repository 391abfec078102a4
//! Report Assembler and recommendation request

use tracing::debug;

use crate::ai::NarrativeService;
use crate::types::{
    CodebaseAnalysis, ComplexitySummary, ComponentMap, KeyMethodSummary, ProjectOverview,
    StatisticsSummary,
};

/// Stage outputs gathered before assembly
#[derive(Debug, Clone)]
pub struct ReportParts {
    pub overview: ProjectOverview,
    pub statistics: StatisticsSummary,
    pub key_methods: Vec<KeyMethodSummary>,
    pub key_components: ComponentMap,
    pub complexity_summary: ComplexitySummary,
    pub recommendations: Vec<String>,
    pub noteworthy_aspects: Vec<String>,
}

/// Combine stage outputs into the final report
pub fn assemble(parts: ReportParts) -> CodebaseAnalysis {
    CodebaseAnalysis {
        overview: parts.overview,
        statistics: parts.statistics,
        key_methods: parts.key_methods,
        key_components: parts.key_components,
        complexity_summary: parts.complexity_summary,
        recommendations: parts.recommendations,
        noteworthy_aspects: parts.noteworthy_aspects,
    }
}

/// Short summary handed to the narrative service for recommendations
pub fn recommendation_summary(statistics: &StatisticsSummary, technologies: &[String]) -> String {
    format!(
        "Project Statistics:\n\
         - Files: {}\n\
         - Classes: {}\n\
         - Business Logic Methods: {}\n\
         - Total Lines: {}\n\
         - Average File Size: {} lines\n\
         \n\
         Technology Stack: {}",
        statistics.total_files,
        statistics.total_classes,
        statistics.total_methods,
        statistics.total_lines,
        statistics.average_file_size,
        technologies.join(", ")
    )
}

/// One recommendations request; failure yields an empty list
pub async fn generate_recommendations(
    statistics: &StatisticsSummary,
    overview: &ProjectOverview,
    narrator: &dyn NarrativeService,
) -> Vec<String> {
    let summary = recommendation_summary(statistics, &overview.key_technologies);
    let recommendations = narrator.recommend(&summary).await;
    debug!("Received {} recommendations", recommendations.len());
    recommendations
}

#[cfg(test)]
mod tests {
    use super::*;
    use crate::ai::narrative::testing::ScriptedNarrator;

    fn statistics() -> StatisticsSummary {
        StatisticsSummary {
            total_files: 12,
            total_lines: 2400,
            total_code_lines: 2000,
            total_classes: 10,
            total_methods: 25,
            average_file_size: 200,
            ..Default::default()
        }
    }

    #[test]
    fn test_summary_text() {
        let summary = recommendation_summary(
            &statistics(),
            &["Java".to_string(), "Spring Boot".to_string()],
        );

        assert_eq!(
            summary,
            "Project Statistics:\n- Files: 12\n- Classes: 10\n- Business Logic Methods: 25\n\
             - Total Lines: 2400\n- Average File Size: 200 lines\n\nTechnology Stack: Java, Spring Boot"
        );
    }

    #[tokio::test]
    async fn test_recommendations_single_call() {
        let narrator = ScriptedNarrator::default()
            .with_recommendations(&["Add integration tests", "Introduce DTOs"]);

        let recs =
            generate_recommendations(&statistics(), &ProjectOverview::default(), &narrator).await;

        assert_eq!(recs, vec!["Add integration tests", "Introduce DTOs"]);
        assert_eq!(narrator.calls("recommend"), 1);
    }

    #[tokio::test]
    async fn test_failed_recommendations_are_empty() {
        let narrator = ScriptedNarrator::default();
        let recs =
            generate_recommendations(&statistics(), &ProjectOverview::default(), &narrator).await;
        assert!(recs.is_empty());
    }

    #[test]
    fn test_assemble_keeps_parts() {
        let mut components = ComponentMap::default();
        components.push(crate::types::ComponentRole::Services, "BillingService");

        let report = assemble(ReportParts {
            overview: ProjectOverview {
                project_name: "billing".to_string(),
                ..Default::default()
            },
            statistics: statistics(),
            key_methods: vec![],
            key_components: components.clone(),
            complexity_summary: ComplexitySummary::no_data(),
            recommendations: vec!["Add tests".to_string()],
            noteworthy_aspects: vec!["Compact codebase (2400 lines) - easy to navigate and understand".to_string()],
        });

        assert_eq!(report.overview.project_name, "billing");
        assert_eq!(report.key_components, components);
        assert!(report.complexity_summary.is_no_data());
        assert_eq!(report.recommendations.len(), 1);
        assert_eq!(report.noteworthy_aspects.len(), 1);
    }
}
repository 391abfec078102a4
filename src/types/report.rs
//! Report types
//!
//! Fixed-shape records produced by the pipeline stages and assembled into
//! [`CodebaseAnalysis`].

use serde::{Deserialize, Serialize};
use std::collections::BTreeMap;
use std::fmt;

use super::ProjectOverview;
use crate::constants::report::NO_COMPLEXITY_MESSAGE;

// =============================================================================
// Component Roles
// =============================================================================

/// Architectural role assigned to a class
#[derive(Debug, Clone, Copy, PartialEq, Eq, Hash, Serialize, Deserialize)]
#[serde(rename_all = "lowercase")]
pub enum ComponentRole {
    Controllers,
    Services,
    Repositories,
    Entities,
    Configurations,
}

impl ComponentRole {
    /// All roles in classification order
    pub const ALL: [ComponentRole; 5] = [
        ComponentRole::Controllers,
        ComponentRole::Services,
        ComponentRole::Repositories,
        ComponentRole::Entities,
        ComponentRole::Configurations,
    ];

    pub fn as_str(&self) -> &'static str {
        match self {
            ComponentRole::Controllers => "controllers",
            ComponentRole::Services => "services",
            ComponentRole::Repositories => "repositories",
            ComponentRole::Entities => "entities",
            ComponentRole::Configurations => "configurations",
        }
    }

    /// Roles whose business methods are reported as key methods
    pub fn exposes_key_methods(&self) -> bool {
        matches!(self, ComponentRole::Controllers | ComponentRole::Services)
    }
}

impl fmt::Display for ComponentRole {
    fn fmt(&self, f: &mut fmt::Formatter<'_>) -> fmt::Result {
        write!(f, "{}", self.as_str())
    }
}

/// Role -> ordered class names. Every role is always present.
#[derive(Debug, Clone, Default, PartialEq, Eq, Serialize, Deserialize)]
pub struct ComponentMap {
    #[serde(default)]
    pub controllers: Vec<String>,
    #[serde(default)]
    pub services: Vec<String>,
    #[serde(default)]
    pub repositories: Vec<String>,
    #[serde(default)]
    pub entities: Vec<String>,
    #[serde(default)]
    pub configurations: Vec<String>,
}

impl ComponentMap {
    pub fn get(&self, role: ComponentRole) -> &[String] {
        match role {
            ComponentRole::Controllers => &self.controllers,
            ComponentRole::Services => &self.services,
            ComponentRole::Repositories => &self.repositories,
            ComponentRole::Entities => &self.entities,
            ComponentRole::Configurations => &self.configurations,
        }
    }

    pub fn push(&mut self, role: ComponentRole, class_name: impl Into<String>) {
        let bucket = match role {
            ComponentRole::Controllers => &mut self.controllers,
            ComponentRole::Services => &mut self.services,
            ComponentRole::Repositories => &mut self.repositories,
            ComponentRole::Entities => &mut self.entities,
            ComponentRole::Configurations => &mut self.configurations,
        };
        bucket.push(class_name.into());
    }

    pub fn iter(&self) -> impl Iterator<Item = (ComponentRole, &[String])> {
        ComponentRole::ALL.into_iter().map(|role| (role, self.get(role)))
    }

    pub fn count(&self, role: ComponentRole) -> usize {
        self.get(role).len()
    }

    pub fn total(&self) -> usize {
        self.iter().map(|(_, names)| names.len()).sum()
    }
}

// =============================================================================
// Statistics
// =============================================================================

/// Corpus-wide counts. Averages are floored and 0 on an empty divisor.
#[derive(Debug, Clone, Default, PartialEq, Eq, Serialize, Deserialize)]
pub struct StatisticsSummary {
    pub total_files: usize,
    pub total_lines: usize,
    pub total_code_lines: usize,
    pub total_classes: usize,
    /// Business-logic methods only
    pub total_methods: usize,
    pub file_types: BTreeMap<String, usize>,
    pub average_file_size: usize,
    pub average_methods_per_class: usize,
}

// =============================================================================
// Complexity
// =============================================================================

/// Numeric complexity figures over files that carry a score
#[derive(Debug, Clone, PartialEq, Serialize, Deserialize)]
pub struct ComplexityMetrics {
    #[serde(rename = "average_complexity")]
    pub average: f64,
    #[serde(rename = "max_complexity")]
    pub max: f64,
    #[serde(rename = "min_complexity")]
    pub min: f64,
    pub high_complexity_files: Vec<String>,
}

/// Complexity section of the report.
///
/// `NoData` is a distinct state and serializes as a lone `message` field.
#[derive(Debug, Clone, PartialEq, Serialize, Deserialize)]
#[serde(untagged)]
pub enum ComplexitySummary {
    Measured {
        #[serde(flatten)]
        metrics: ComplexityMetrics,
        #[serde(default, skip_serializing_if = "Option::is_none")]
        interpretation: Option<String>,
    },
    NoData {
        message: String,
    },
}

impl ComplexitySummary {
    pub fn no_data() -> Self {
        ComplexitySummary::NoData {
            message: NO_COMPLEXITY_MESSAGE.to_string(),
        }
    }

    pub fn metrics(&self) -> Option<&ComplexityMetrics> {
        match self {
            ComplexitySummary::Measured { metrics, .. } => Some(metrics),
            ComplexitySummary::NoData { .. } => None,
        }
    }

    pub fn interpretation(&self) -> Option<&str> {
        match self {
            ComplexitySummary::Measured { interpretation, .. } => interpretation.as_deref(),
            ComplexitySummary::NoData { .. } => None,
        }
    }

    pub fn is_no_data(&self) -> bool {
        matches!(self, ComplexitySummary::NoData { .. })
    }
}

// =============================================================================
// Key Methods & Final Report
// =============================================================================

#[derive(Debug, Clone, PartialEq, Serialize, Deserialize)]
pub struct KeyMethodSummary {
    pub class_name: String,
    pub method_name: String,
    pub signature: String,
    pub description: Option<String>,
    pub annotations: Vec<String>,
    pub component_type: Option<ComponentRole>,
}

/// The complete report
#[derive(Debug, Clone, PartialEq, Serialize, Deserialize)]
pub struct CodebaseAnalysis {
    pub overview: ProjectOverview,
    pub statistics: StatisticsSummary,
    pub key_methods: Vec<KeyMethodSummary>,
    pub key_components: ComponentMap,
    pub complexity_summary: ComplexitySummary,
    pub recommendations: Vec<String>,
    pub noteworthy_aspects: Vec<String>,
}
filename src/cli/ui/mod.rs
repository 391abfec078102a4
mod output;

pub use output::Output;
//! Component Classifier
//!
//! Assigns each parsed class to at most one architectural role using an
//! ordered rule table. The first matching rule wins and unmatched classes are
//! left out of the map.

use std::collections::HashSet;

use crate::types::{ComponentMap, ComponentRole, ParsedClass, ParsedFile};

/// One row of the classification table
struct RoleRule {
    role: ComponentRole,
    matches: fn(&ParsedClass, &ParsedFile) -> bool,
}

/// Classification order is part of the contract
const RULES: &[RoleRule] = &[
    RoleRule {
        role: ComponentRole::Controllers,
        matches: is_controller,
    },
    RoleRule {
        role: ComponentRole::Services,
        matches: is_service,
    },
    RoleRule {
        role: ComponentRole::Repositories,
        matches: is_repository,
    },
    RoleRule {
        role: ComponentRole::Entities,
        matches: is_entity,
    },
    RoleRule {
        role: ComponentRole::Configurations,
        matches: is_configuration,
    },
];

fn is_controller(class: &ParsedClass, _file: &ParsedFile) -> bool {
    class.name.contains("Controller") || class.has_annotation("Controller")
}

fn is_service(class: &ParsedClass, _file: &ParsedFile) -> bool {
    class.name.contains("Service") || class.has_annotation("Service")
}

fn is_repository(class: &ParsedClass, _file: &ParsedFile) -> bool {
    class.name.contains("Repository") || class.has_annotation("Repository")
}

fn is_entity(class: &ParsedClass, file: &ParsedFile) -> bool {
    class.has_annotation("Entity")
        || file
            .package
            .as_deref()
            .is_some_and(|p| p.contains("entities"))
}

fn is_configuration(class: &ParsedClass, _file: &ParsedFile) -> bool {
    class.has_annotation("Configuration") || class.name.contains("Config")
}

/// Role of a single class, if any rule matches
pub fn classify_class(class: &ParsedClass, file: &ParsedFile) -> Option<ComponentRole> {
    RULES
        .iter()
        .find(|rule| (rule.matches)(class, file))
        .map(|rule| rule.role)
}

/// Classify every class of every file, preserving discovery order.
///
/// A class name is listed once: the first classified declaration of a
/// name decides its role.
pub fn classify_components(files: &[ParsedFile]) -> ComponentMap {
    let mut map = ComponentMap::default();
    let mut seen: HashSet<&str> = HashSet::new();

    for file in files {
        for class in &file.classes {
            if seen.contains(class.name.as_str()) {
                continue;
            }
            if let Some(role) = classify_class(class, file) {
                seen.insert(class.name.as_str());
                map.push(role, class.name.clone());
            }
        }
    }

    tracing::debug!(
        controllers = map.controllers.len(),
        services = map.services.len(),
        repositories = map.repositories.len(),
        entities = map.entities.len(),
        configurations = map.configurations.len(),
        "Classified components"
    );

    map
}

#[cfg(test)]
mod tests {
    use super::*;
    use proptest::prelude::*;
    use std::collections::HashSet;

    fn file_with(classes: Vec<ParsedClass>) -> ParsedFile {
        classes
            .into_iter()
            .fold(ParsedFile::new("src/A.java", "java"), |f, c| f.with_class(c))
    }

    #[test]
    fn test_controller_by_name() {
        let files = vec![file_with(vec![ParsedClass::new("OrderController")])];
        let map = classify_components(&files);
        assert_eq!(map.controllers, vec!["OrderController"]);
        assert_eq!(map.total(), 1);
    }

    #[test]
    fn test_first_matching_rule_wins() {
        // Matches both the controller and service rules
        let class = ParsedClass::new("ServiceController");
        let file = file_with(vec![]);
        assert_eq!(classify_class(&class, &file), Some(ComponentRole::Controllers));

        // Annotated as a service but named like a repository
        let class = ParsedClass::new("UserRepository").with_annotations(vec!["Service".into()]);
        assert_eq!(classify_class(&class, &file), Some(ComponentRole::Services));

        // Entity annotation beats the Config name rule
        let class = ParsedClass::new("ConfigEntry").with_annotations(vec!["Entity".into()]);
        assert_eq!(classify_class(&class, &file), Some(ComponentRole::Entities));
    }

    #[test]
    fn test_entity_by_package() {
        let file = ParsedFile::new("src/Car.java", "java")
            .with_package("com.rental.entities")
            .with_class(ParsedClass::new("Car"));
        let map = classify_components(&[file]);
        assert_eq!(map.entities, vec!["Car"]);
    }

    #[test]
    fn test_configuration_by_annotation_or_name() {
        let files = vec![file_with(vec![
            ParsedClass::new("WebSecurityConfig"),
            ParsedClass::new("AppSetup").with_annotations(vec!["Configuration".into()]),
        ])];
        let map = classify_components(&files);
        assert_eq!(map.configurations, vec!["WebSecurityConfig", "AppSetup"]);
    }

    #[test]
    fn test_unmatched_classes_are_omitted() {
        let files = vec![file_with(vec![
            ParsedClass::new("StringUtils"),
            ParsedClass::new("Money"),
        ])];
        let map = classify_components(&files);
        assert_eq!(map, ComponentMap::default());
    }

    #[test]
    fn test_same_name_in_two_files_keeps_first_role() {
        let files = vec![
            ParsedFile::new("src/web/Order.java", "java").with_class(
                ParsedClass::new("Order").with_annotations(vec!["Controller".into()]),
            ),
            ParsedFile::new("src/model/Order.java", "java")
                .with_package("shop.entities")
                .with_class(ParsedClass::new("Order")),
        ];

        let map = classify_components(&files);
        assert_eq!(map.controllers, vec!["Order"]);
        assert!(map.entities.is_empty());
        assert_eq!(map.total(), 1);
    }

    #[test]
    fn test_unclassified_first_declaration_does_not_reserve_name() {
        let files = vec![
            file_with(vec![ParsedClass::new("Order")]),
            ParsedFile::new("src/model/Order.java", "java")
                .with_package("shop.entities")
                .with_class(ParsedClass::new("Order")),
        ];

        let map = classify_components(&files);
        assert_eq!(map.entities, vec!["Order"]);
    }

    #[test]
    fn test_order_follows_files_then_classes() {
        let files = vec![
            file_with(vec![
                ParsedClass::new("BController"),
                ParsedClass::new("AController"),
            ]),
            file_with(vec![ParsedClass::new("CController")]),
        ];
        let map = classify_components(&files);
        assert_eq!(map.controllers, vec!["BController", "AController", "CController"]);
    }

    fn arb_class() -> impl Strategy<Value = ParsedClass> {
        let name = prop_oneof![
            Just("Controller"),
            Just("Service"),
            Just("Repository"),
            Just("Config"),
            Just("Thing"),
        ];
        let annotation = prop_oneof![
            Just("Controller"),
            Just("Service"),
            Just("Repository"),
            Just("Entity"),
            Just("Configuration"),
            Just("Deprecated"),
        ];
        (
            "[A-Z][a-z]{1,6}",
            name,
            proptest::collection::vec(annotation, 0..3),
        )
            .prop_map(|(prefix, suffix, annotations)| {
                ParsedClass::new(format!("{prefix}{suffix}"))
                    .with_annotations(annotations.into_iter().map(String::from).collect())
            })
    }

    proptest! {
        #[test]
        fn prop_each_class_has_at_most_one_role(
            classes in proptest::collection::vec(arb_class(), 0..20),
            entity_package in any::<bool>(),
        ) {
            // Unique names so membership can be counted per class
            let classes: Vec<ParsedClass> = classes
                .into_iter()
                .enumerate()
                .map(|(i, mut c)| { c.name = format!("{}{}", c.name, i); c })
                .collect();

            let mut file = file_with(classes.clone());
            if entity_package {
                file.package = Some("app.entities".to_string());
            }
            let map = classify_components(&[file]);

            let mut seen = HashSet::new();
            for (_, names) in map.iter() {
                for name in names {
                    prop_assert!(seen.insert(name.clone()), "{} listed twice", name);
                }
            }
            prop_assert!(map.total() <= classes.len());
        }
    }
}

---+---

# About this task
Look over the records above and filter for each line with the word "KeyMethodSummary".

# Reply
    CodebaseAnalysis, ComplexitySummary, ComponentMap, KeyMethodSummary, ProjectOverview,
    pub key_methods: Vec<KeyMethodSummary>,
pub struct KeyMethodSummary {
    pub key_methods: Vec<KeyMethodSummary>,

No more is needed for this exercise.